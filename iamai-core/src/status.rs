//! Status reporting seam
//!
//! The bot never renders anything itself. Every user-visible status or error
//! message is handed to a [`StatusSink`] as a severity, a message and a list
//! of structured fields. [`TracingSink`] forwards to `tracing`; embedders can
//! substitute their own sink (a colored console, a GUI log pane) and tests
//! use [`MemorySink`].

use std::fmt;
use std::sync::{Mutex, PoisonError};

/// Severity of a status record
#[derive(Debug, Clone, Copy, PartialEq, Eq, PartialOrd, Ord)]
pub enum Severity {
    Debug,
    Info,
    Warning,
    Error,
}

impl fmt::Display for Severity {
    fn fmt(&self, f: &mut fmt::Formatter<'_>) -> fmt::Result {
        let s = match self {
            Severity::Debug => "debug",
            Severity::Info => "info",
            Severity::Warning => "warning",
            Severity::Error => "error",
        };
        f.write_str(s)
    }
}

/// A single status message with structured fields
#[derive(Debug, Clone, PartialEq)]
pub struct StatusRecord {
    pub severity: Severity,
    pub message: String,
    pub fields: Vec<(&'static str, String)>,
}

impl StatusRecord {
    pub fn new(severity: Severity, message: impl Into<String>) -> Self {
        Self {
            severity,
            message: message.into(),
            fields: Vec::new(),
        }
    }

    /// Attach a structured field
    #[must_use]
    pub fn with_field(mut self, key: &'static str, value: impl fmt::Display) -> Self {
        self.fields.push((key, value.to_string()));
        self
    }

    /// Look up a field value by key
    pub fn field(&self, key: &str) -> Option<&str> {
        self.fields
            .iter()
            .find(|(k, _)| *k == key)
            .map(|(_, v)| v.as_str())
    }
}

/// Receives status records from the bot
pub trait StatusSink: Send + Sync {
    fn emit(&self, record: &StatusRecord);
}

/// Renders as `message key=value ...`; a record without fields renders as
/// its bare message.
impl fmt::Display for StatusRecord {
    fn fmt(&self, f: &mut fmt::Formatter<'_>) -> fmt::Result {
        f.write_str(&self.message)?;
        for (key, value) in &self.fields {
            write!(f, " {key}={value}")?;
        }
        Ok(())
    }
}

/// Target used for every event emitted by [`TracingSink`]
pub const TRACING_TARGET: &str = "iamai";

/// Forwards status records to `tracing`
#[derive(Debug, Default, Clone, Copy)]
pub struct TracingSink;

impl StatusSink for TracingSink {
    fn emit(&self, record: &StatusRecord) {
        match record.severity {
            Severity::Debug => tracing::debug!(target: TRACING_TARGET, "{record}"),
            Severity::Info => tracing::info!(target: TRACING_TARGET, "{record}"),
            Severity::Warning => tracing::warn!(target: TRACING_TARGET, "{record}"),
            Severity::Error => tracing::error!(target: TRACING_TARGET, "{record}"),
        }
    }
}

/// Keeps every record in memory, in emission order
#[derive(Debug, Default)]
pub struct MemorySink {
    records: Mutex<Vec<StatusRecord>>,
}

impl MemorySink {
    pub fn new() -> Self {
        Self::default()
    }

    /// Snapshot of all records emitted so far
    pub fn records(&self) -> Vec<StatusRecord> {
        self.records
            .lock()
            .unwrap_or_else(PoisonError::into_inner)
            .clone()
    }

    /// Records whose message equals `message`
    pub fn matching(&self, message: &str) -> Vec<StatusRecord> {
        self.records()
            .into_iter()
            .filter(|r| r.message == message)
            .collect()
    }
}

impl StatusSink for MemorySink {
    fn emit(&self, record: &StatusRecord) {
        self.records
            .lock()
            .unwrap_or_else(PoisonError::into_inner)
            .push(record.clone());
    }
}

********************

> _TASK INSTRUCTIONS_:
Give back all of the records exactly as they were provided above.

> _ANSWER TO THIS EXERCISE_:
filename iamai-core/src/status.rs
//! Status reporting seam
//!
//! The bot never renders anything itself. Every user-visible status or error
//! message is handed to a [`StatusSink`] as a severity, a message and a list
//! of structured fields. [`TracingSink`] forwards to `tracing`; embedders can
//! substitute their own sink (a colored console, a GUI log pane) and tests
//! use [`MemorySink`].

use std::fmt;
use std::sync::{Mutex, PoisonError};

/// Severity of a status record
#[derive(Debug, Clone, Copy, PartialEq, Eq, PartialOrd, Ord)]
pub enum Severity {
    Debug,
    Info,
    Warning,
    Error,
}

impl fmt::Display for Severity {
    fn fmt(&self, f: &mut fmt::Formatter<'_>) -> fmt::Result {
        let s = match self {
            Severity::Debug => "debug",
            Severity::Info => "info",
            Severity::Warning => "warning",
            Severity::Error => "error",
        };
        f.write_str(s)
    }
}

/// A single status message with structured fields
#[derive(Debug, Clone, PartialEq)]
pub struct StatusRecord {
    pub severity: Severity,
    pub message: String,
    pub fields: Vec<(&'static str, String)>,
}

impl StatusRecord {
    pub fn new(severity: Severity, message: impl Into<String>) -> Self {
        Self {
            severity,
            message: message.into(),
            fields: Vec::new(),
        }
    }

    /// Attach a structured field
    #[must_use]
    pub fn with_field(mut self, key: &'static str, value: impl fmt::Display) -> Self {
        self.fields.push((key, value.to_string()));
        self
    }

    /// Look up a field value by key
    pub fn field(&self, key: &str) -> Option<&str> {
        self.fields
            .iter()
            .find(|(k, _)| *k == key)
            .map(|(_, v)| v.as_str())
    }
}

/// Receives status records from the bot
pub trait StatusSink: Send + Sync {
    fn emit(&self, record: &StatusRecord);
}

/// Renders as `message key=value ...`; a record without fields renders as
/// its bare message.
impl fmt::Display for StatusRecord {
    fn fmt(&self, f: &mut fmt::Formatter<'_>) -> fmt::Result {
        f.write_str(&self.message)?;
        for (key, value) in &self.fields {
            write!(f, " {key}={value}")?;
        }
        Ok(())
    }
}

/// Target used for every event emitted by [`TracingSink`]
pub const TRACING_TARGET: &str = "iamai";

/// Forwards status records to `tracing`
#[derive(Debug, Default, Clone, Copy)]
pub struct TracingSink;

impl StatusSink for TracingSink {
    fn emit(&self, record: &StatusRecord) {
        match record.severity {
            Severity::Debug => tracing::debug!(target: TRACING_TARGET, "{record}"),
            Severity::Info => tracing::info!(target: TRACING_TARGET, "{record}"),
            Severity::Warning => tracing::warn!(target: TRACING_TARGET, "{record}"),
            Severity::Error => tracing::error!(target: TRACING_TARGET, "{record}"),
        }
    }
}

/// Keeps every record in memory, in emission order
#[derive(Debug, Default)]
pub struct MemorySink {
    records: Mutex<Vec<StatusRecord>>,
}

impl MemorySink {
    pub fn new() -> Self {
        Self::default()
    }

    /// Snapshot of all records emitted so far
    pub fn records(&self) -> Vec<StatusRecord> {
        self.records
            .lock()
            .unwrap_or_else(PoisonError::into_inner)
            .clone()
    }

    /// Records whose message equals `message`
    pub fn matching(&self, message: &str) -> Vec<StatusRecord> {
        self.records()
            .into_iter()
            .filter(|r| r.message == message)
            .collect()
    }
}

impl StatusSink for MemorySink {
    fn emit(&self, record: &StatusRecord) {
        self.records
            .lock()
            .unwrap_or_else(PoisonError::into_inner)
            .push(record.clone());
    }
}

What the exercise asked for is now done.